> [SUPPLIED ENTRIES]:

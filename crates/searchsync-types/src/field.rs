//! Exported field descriptors.

use std::collections::BTreeMap;

use serde::{Deserialize, Serialize};
use serde_json::Value;

use crate::error::ConfigError;

/// One exported attribute of a document.
///
/// `search_field_name` is the key written to the backend. `property` is an
/// optional dot-delimited path into the record graph (e.g. `"Images.Tags.Title"`);
/// when absent the search field name itself is used as the path.
#[derive(Debug, Clone, PartialEq, Serialize, Deserialize)]
pub struct Field {
    search_field_name: String,
    #[serde(default, skip_serializing_if = "Option::is_none")]
    property: Option<String>,
    #[serde(default, skip_serializing_if = "BTreeMap::is_empty")]
    options: BTreeMap<String, Value>,
}

impl Field {
    /// Create a field that resolves its own name on the record.
    pub fn new(search_field_name: impl Into<String>) -> Self {
        Self {
            search_field_name: search_field_name.into(),
            property: None,
            options: BTreeMap::new(),
        }
    }

    /// Set the source path expression.
    pub fn with_property(mut self, property: impl Into<String>) -> Self {
        self.property = Some(property.into());
        self
    }

    /// Add an option (e.g. `type`).
    pub fn with_option(mut self, key: impl Into<String>, value: impl Into<Value>) -> Self {
        self.options.insert(key.into(), value.into());
        self
    }

    /// Replace all options.
    pub fn with_options(mut self, options: BTreeMap<String, Value>) -> Self {
        self.options = options;
        self
    }

    pub fn search_field_name(&self) -> &str {
        &self.search_field_name
    }

    pub fn property(&self) -> Option<&str> {
        self.property.as_deref()
    }

    /// The path to resolve: the explicit property, or the field name.
    pub fn property_path(&self) -> &str {
        self.property.as_deref().unwrap_or(&self.search_field_name)
    }

    pub fn options(&self) -> &BTreeMap<String, Value> {
        &self.options
    }

    pub fn option(&self, key: &str) -> Option<&Value> {
        self.options.get(key)
    }

    /// The backend schema type, if declared.
    pub fn field_type(&self) -> Option<&str> {
        self.options.get("type").and_then(Value::as_str)
    }

    /// Check the exported name against backend naming rules.
    pub fn validate(&self) -> Result<(), ConfigError> {
        validate_field_name(&self.search_field_name)
    }
}

/// Validate a backend field name.
///
/// Names must be non-empty, consist of lowercase ASCII letters, digits and
/// underscores, and must not start with an underscore.
pub fn validate_field_name(name: &str) -> Result<(), ConfigError> {
    let invalid = |reason: &str| ConfigError::InvalidFieldName {
        name: name.to_string(),
        reason: reason.to_string(),
    };

    if name.is_empty() {
        return Err(invalid("must not be empty"));
    }
    if name.starts_with('_') {
        return Err(invalid("must not start with an underscore"));
    }
    if let Some(c) = name
        .chars()
        .find(|c| !(c.is_ascii_lowercase() || c.is_ascii_digit() || *c == '_'))
    {
        return Err(invalid(&format!(
            "contains '{}'; only lowercase letters, digits and underscores are allowed",
            c
        )));
    }
    Ok(())
}
//! Add or remove an explicit list of documents, one chunk per step.

use std::sync::Arc;

use chrono::Utc;
use searchsync_indexing::{ChunkResult, DocHandle, DocumentRef, Indexer, SyncContext};
use searchsync_types::IndexMethod;
use tracing::debug;

use crate::error::JobError;
use crate::job::{resolve_refs, Job};
use crate::state::{JobHeader, JobPayload, JobState, StepReport};

/// Resumable batch add/remove over a list of documents.
///
/// Persists the references of the documents not yet processed. On resume
/// they are resolved again. An add fails if one of its records vanished in
/// between; a delete still removes such records by identity, so delete
/// references also carry a snapshot time and the document's routing.
pub struct IndexJob {
    ctx: Arc<SyncContext>,
    header: JobHeader,
    method: IndexMethod,
    process_dependencies: bool,
    pending: Vec<DocumentRef>,
    indexer: Option<Indexer>,
    complete: bool,
}

impl IndexJob {
    /// Job over live documents, chunked by the configured batch size.
    pub fn new(
        ctx: Arc<SyncContext>,
        documents: Vec<DocHandle>,
        method: IndexMethod,
    ) -> Result<Self, JobError> {
        let batch_size = ctx.settings().batch_size;
        let pending = match method {
            IndexMethod::Add => documents.iter().map(|d| d.to_ref()).collect(),
            IndexMethod::Delete => {
                let now = Utc::now();
                documents
                    .iter()
                    .map(|d| d.to_ref().with_snapshot_at(now).with_origin(d.as_ref()))
                    .collect()
            }
        };
        let indexer = Indexer::new(ctx.clone(), documents, method, batch_size)?;

        let mut header = JobHeader::new(batch_size);
        header.total_steps = indexer.chunk_count();
        Ok(Self {
            complete: indexer.is_complete(),
            ctx,
            header,
            method,
            process_dependencies: true,
            pending,
            indexer: Some(indexer),
        })
    }

    /// Override the batch size. Only meaningful before the first step.
    pub fn with_batch_size(mut self, batch_size: usize) -> Result<Self, JobError> {
        if let Some(indexer) = self.indexer.as_mut() {
            indexer.set_batch_size(batch_size)?;
            self.header.total_steps = self.header.current_step + indexer.chunk_count();
        }
        self.header.batch_size = batch_size;
        Ok(self)
    }

    pub fn with_process_dependencies(mut self, enabled: bool) -> Self {
        self.process_dependencies = enabled;
        self.indexer = self
            .indexer
            .take()
            .map(|i| i.with_process_dependencies(enabled));
        self
    }

    pub fn from_state(ctx: Arc<SyncContext>, state: &JobState) -> Result<Self, JobError> {
        let JobPayload::Index {
            method,
            process_dependencies,
            documents,
        } = &state.payload
        else {
            return Err(JobError::Serialization(format!(
                "expected an index payload, found '{}'",
                state.payload.kind()
            )));
        };
        Ok(Self {
            ctx,
            header: state.header.clone(),
            method: *method,
            process_dependencies: *process_dependencies,
            pending: documents.clone(),
            indexer: None,
            complete: state.complete,
        })
    }

    pub fn method(&self) -> IndexMethod {
        self.method
    }

    /// References of the documents not yet processed.
    pub fn pending(&self) -> &[DocumentRef] {
        &self.pending
    }

    fn ensure_indexer(&mut self) -> Result<&mut Indexer, JobError> {
        if let Some(indexer) = self.indexer.take() {
            return Ok(self.indexer.insert(indexer));
        }

        let handles = resolve_refs(&self.ctx, &self.pending, self.method)?;
        let indexer = Indexer::new(self.ctx.clone(), handles, self.method, self.header.batch_size)?
            .with_process_dependencies(self.process_dependencies);

        debug!(
            job = %self.header.id,
            documents = self.pending.len(),
            method = %self.method,
            "Restored index job"
        );
        self.header.total_steps = self.header.current_step + indexer.chunk_count();
        Ok(self.indexer.insert(indexer))
    }

    fn report(&self, counts: ChunkResult) -> StepReport {
        StepReport {
            step: self.header.current_step,
            total_steps: self.header.total_steps,
            counts,
            clear: None,
        }
    }
}

impl Job for IndexJob {
    fn id(&self) -> &str {
        &self.header.id
    }

    fn title(&self) -> String {
        format!("Index documents ({})", self.method)
    }

    fn setup(&mut self) -> Result<(), JobError> {
        if !self.complete {
            self.ensure_indexer()?;
        }
        Ok(())
    }

    fn process(&mut self) -> Result<StepReport, JobError> {
        if self.complete {
            return Ok(self.report(ChunkResult::new()));
        }

        let indexer = self.ensure_indexer()?;
        let counts = indexer.tick()?;
        let remaining: usize = indexer.chunks().map(<[DocHandle]>::len).sum();
        let complete = indexer.is_complete();

        let consumed = self.pending.len().saturating_sub(remaining);
        self.pending.drain(..consumed);
        self.header.current_step += 1;
        self.header.total_steps = self.header.total_steps.max(self.header.current_step);
        self.complete = complete;
        Ok(self.report(counts))
    }

    fn is_complete(&self) -> bool {
        self.complete
    }

    fn current_step(&self) -> usize {
        self.header.current_step
    }

    fn total_steps(&self) -> usize {
        self.header.total_steps
    }

    fn state(&self) -> JobState {
        JobState::new(
            self.header.clone(),
            JobPayload::Index {
                method: self.method,
                process_dependencies: self.process_dependencies,
                documents: self.pending.clone(),
            },
            self.complete,
        )
    }
}

#[cfg(test)]
mod tests {
    use super::*;
    use crate::job::restore_job;
    use crate::testing::fixture;
    use searchsync_indexing::{IndexingError, RecordData};

    #[test]
    fn test_steps_match_chunks() {
        let f = fixture();
        let mut job = IndexJob::new(f.ctx.clone(), f.pages(20), IndexMethod::Add).unwrap();
        job.setup().unwrap();
        assert_eq!(job.total_steps(), 4);

        for step in 1..=3 {
            let report = job.process().unwrap();
            assert_eq!(report.step, step);
            assert!(!job.is_complete());
        }
        assert_eq!(job.pending().len(), 2);

        let report = job.process().unwrap();
        assert_eq!(report.counts.added, 2);
        assert!(job.is_complete());
        assert!(job.pending().is_empty());
        assert_eq!(f.indexed(), 20);
    }

    #[test]
    fn test_resume_from_persisted_state() {
        let f = fixture();
        let mut job = IndexJob::new(f.ctx.clone(), f.pages(20), IndexMethod::Add).unwrap();
        job.process().unwrap();
        job.process().unwrap();

        let bytes = job.state().to_bytes().unwrap();
        let state = JobState::from_bytes(&bytes).unwrap();
        let mut resumed = restore_job(f.ctx.clone(), &state).unwrap();
        resumed.setup().unwrap();
        assert_eq!(resumed.current_step(), 2);
        assert_eq!(resumed.total_steps(), 4);

        while !resumed.is_complete() {
            resumed.process().unwrap();
        }
        assert_eq!(resumed.current_step(), 4);
        assert_eq!(f.indexed(), 20);
    }

    #[test]
    fn test_resume_fails_when_added_record_vanished() {
        let f = fixture();
        let mut job = IndexJob::new(f.ctx.clone(), f.pages(12), IndexMethod::Add).unwrap();
        job.process().unwrap();
        let state = job.state();

        f.store.delete("Page", 9);
        let mut resumed = IndexJob::from_state(f.ctx.clone(), &state).unwrap();
        let err = resumed.process().unwrap_err();
        assert!(matches!(
            err,
            JobError::Indexing(IndexingError::RecordNotFound { ref class, id: 9 }) if class == "Page"
        ));
        assert!(!resumed.is_complete());
        assert_eq!(resumed.pending().len(), 6);
        assert_eq!(f.indexed(), 6);
    }

    #[test]
    fn test_resumed_delete_removes_vanished_records() {
        let f = fixture();
        let docs = f.pages(8);
        let mut add = IndexJob::new(f.ctx.clone(), docs.clone(), IndexMethod::Add).unwrap();
        while !add.is_complete() {
            add.process().unwrap();
        }

        let delete = IndexJob::new(f.ctx.clone(), docs[..2].to_vec(), IndexMethod::Delete).unwrap();
        assert!(delete.pending().iter().all(|r| r.snapshot_at.is_some()));
        assert_eq!(delete.pending()[0].source_class.as_deref(), Some("Page"));
        let state = JobState::from_bytes(&delete.state().to_bytes().unwrap()).unwrap();
        f.store.delete("Page", 1);
        f.store.delete("Page", 2);

        let mut resumed = restore_job(f.ctx.clone(), &state).unwrap();
        resumed.setup().unwrap();
        let report = resumed.process().unwrap();
        assert_eq!(report.counts.removed, 2);
        assert_eq!((report.step, report.total_steps), (1, 1));
        assert!(resumed.is_complete());
        assert_eq!(f.indexed(), 6);
        assert!(f.backend.document("main", "page_1").is_none());
    }

    #[test]
    fn test_delete_without_snapshot_removes_by_identity() {
        let f = fixture();
        f.store.write(RecordData::new("Tag", 4).with_field("Title", "Old"));
        let mut add = IndexJob::new(f.ctx.clone(), vec![f.doc("Tag", 4)], IndexMethod::Add).unwrap();
        add.process().unwrap();
        assert_eq!(f.indexed(), 1);

        // A reference with no snapshot and no live record left behind.
        let mut state = IndexJob::new(f.ctx.clone(), Vec::new(), IndexMethod::Delete)
            .unwrap()
            .state();
        state.complete = false;
        state.payload = JobPayload::Index {
            method: IndexMethod::Delete,
            process_dependencies: false,
            documents: vec![DocumentRef::new("Tag", 4)],
        };
        f.store.delete("Tag", 4);

        let mut resumed = IndexJob::from_state(f.ctx.clone(), &state).unwrap();
        let report = resumed.process().unwrap();
        assert_eq!(report.counts.removed, 1);
        assert!(resumed.is_complete());
        assert_eq!(f.indexed(), 0);
    }

    #[test]
    fn test_step_never_exceeds_total() {
        let f = fixture();
        let mut state = IndexJob::new(f.ctx.clone(), Vec::new(), IndexMethod::Add)
            .unwrap()
            .state();
        state.complete = false;

        let mut resumed = IndexJob::from_state(f.ctx.clone(), &state).unwrap();
        let report = resumed.process().unwrap();
        assert!(resumed.is_complete());
        assert_eq!(report.step, 1);
        assert_eq!(report.total_steps, 1);
    }

    #[test]
    fn test_failed_step_is_replayed() {
        let f = fixture();
        let mut job = IndexJob::new(f.ctx.clone(), f.pages(8), IndexMethod::Add).unwrap();
        f.backend.fail_next(1);

        assert!(job.process().is_err());
        assert_eq!(job.current_step(), 0);
        assert_eq!(job.pending().len(), 8);

        job.process().unwrap();
        job.process().unwrap();
        assert!(job.is_complete());
        assert_eq!(f.indexed(), 8);
    }

    #[test]
    fn test_delete_job_removes_documents() {
        let f = fixture();
        let docs = f.pages(7);
        let mut add = IndexJob::new(f.ctx.clone(), docs.clone(), IndexMethod::Add).unwrap();
        while !add.is_complete() {
            add.process().unwrap();
        }

        let mut delete = IndexJob::new(f.ctx.clone(), docs[..3].to_vec(), IndexMethod::Delete)
            .unwrap()
            .with_process_dependencies(false);
        let report = delete.process().unwrap();
        assert_eq!(report.counts.removed, 3);
        assert!(delete.is_complete());
        assert_eq!(f.indexed(), 4);
        assert!(f.backend.document("main", &docs[0].identifier()).is_none());
    }

    #[test]
    fn test_tag_change_reindexes_dependent_pages() {
        let f = fixture();
        f.store.write(RecordData::new("Tag", 1).with_field("Title", "Rust"));
        f.store.write(
            RecordData::new("Page", 1)
                .with_field("Title", "Intro")
                .with_many("Tags", &[1]),
        );

        let mut job =
            IndexJob::new(f.ctx.clone(), vec![f.doc("Tag", 1)], IndexMethod::Add).unwrap();
        let report = job.process().unwrap();
        assert_eq!(report.counts.dependents, 1);

        let page = f.backend.document("main", "page_1").unwrap();
        assert_eq!(page["tag_titles"], serde_json::json!(["Rust"]));
    }

    #[test]
    fn test_empty_job_is_complete() {
        let f = fixture();
        let mut job = IndexJob::new(f.ctx.clone(), Vec::new(), IndexMethod::Add).unwrap();
        assert!(job.is_complete());
        assert_eq!(job.total_steps(), 0);
        let report = job.process().unwrap();
        assert_eq!(report.counts.total(), 0);
    }

    #[test]
    fn test_with_batch_size() {
        let f = fixture();
        let job = IndexJob::new(f.ctx.clone(), f.pages(20), IndexMethod::Add)
            .unwrap()
            .with_batch_size(10)
            .unwrap();
        assert_eq!(job.total_steps(), 2);
        assert_eq!(job.state().header.batch_size, 10);
    }
}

> [REQUIRED WORK]:
For the word "underscores", find all matching lines in the entries above and copy them out.

> [THE ANSWER]:
/// underscores, and must not start with an underscore.
            "contains '{}'; only lowercase letters, digits and underscores are allowed",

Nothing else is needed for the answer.